**YOUR TASK:**
Each line from the one holding "assert_eq!(x == y, x.cmp(&y)" to the end of the data below must be output verbatim, with no other lines.

**DATA PROVIDED:**

►

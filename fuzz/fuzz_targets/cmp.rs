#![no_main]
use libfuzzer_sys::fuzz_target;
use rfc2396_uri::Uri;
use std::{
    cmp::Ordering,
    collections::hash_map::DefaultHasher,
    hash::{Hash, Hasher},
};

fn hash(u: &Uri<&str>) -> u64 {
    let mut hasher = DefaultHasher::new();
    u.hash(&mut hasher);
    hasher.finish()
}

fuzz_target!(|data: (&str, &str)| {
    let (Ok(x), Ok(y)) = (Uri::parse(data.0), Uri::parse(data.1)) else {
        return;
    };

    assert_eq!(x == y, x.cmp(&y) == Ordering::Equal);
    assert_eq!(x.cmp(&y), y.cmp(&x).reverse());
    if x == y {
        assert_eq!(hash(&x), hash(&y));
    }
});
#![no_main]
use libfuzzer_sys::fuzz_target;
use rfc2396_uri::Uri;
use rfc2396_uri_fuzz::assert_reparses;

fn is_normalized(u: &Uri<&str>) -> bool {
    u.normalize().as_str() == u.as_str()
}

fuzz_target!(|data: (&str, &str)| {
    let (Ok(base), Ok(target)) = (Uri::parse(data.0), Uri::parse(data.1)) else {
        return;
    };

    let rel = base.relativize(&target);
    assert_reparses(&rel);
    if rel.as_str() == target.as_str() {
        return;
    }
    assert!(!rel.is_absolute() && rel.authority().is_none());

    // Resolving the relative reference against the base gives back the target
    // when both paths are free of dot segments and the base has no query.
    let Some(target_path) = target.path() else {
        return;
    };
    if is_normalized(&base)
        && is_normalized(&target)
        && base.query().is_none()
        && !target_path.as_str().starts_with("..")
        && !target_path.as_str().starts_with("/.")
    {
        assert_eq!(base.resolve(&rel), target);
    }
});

◄

**ANSWER BELOW:**
    assert_eq!(x == y, x.cmp(&y) == Ordering::Equal);
    assert_eq!(x.cmp(&y), y.cmp(&x).reverse());
    if x == y {
        assert_eq!(hash(&x), hash(&y));
    }
});
#![no_main]
use libfuzzer_sys::fuzz_target;
use rfc2396_uri::Uri;
use rfc2396_uri_fuzz::assert_reparses;

fn is_normalized(u: &Uri<&str>) -> bool {
    u.normalize().as_str() == u.as_str()
}

fuzz_target!(|data: (&str, &str)| {
    let (Ok(base), Ok(target)) = (Uri::parse(data.0), Uri::parse(data.1)) else {
        return;
    };

    let rel = base.relativize(&target);
    assert_reparses(&rel);
    if rel.as_str() == target.as_str() {
        return;
    }
    assert!(!rel.is_absolute() && rel.authority().is_none());

    // Resolving the relative reference against the base gives back the target
    // when both paths are free of dot segments and the base has no query.
    let Some(target_path) = target.path() else {
        return;
    };
    if is_normalized(&base)
        && is_normalized(&target)
        && base.query().is_none()
        && !target_path.as_str().starts_with("..")
        && !target_path.as_str().starts_with("/.")
    {
        assert_eq!(base.resolve(&rel), target);
    }
});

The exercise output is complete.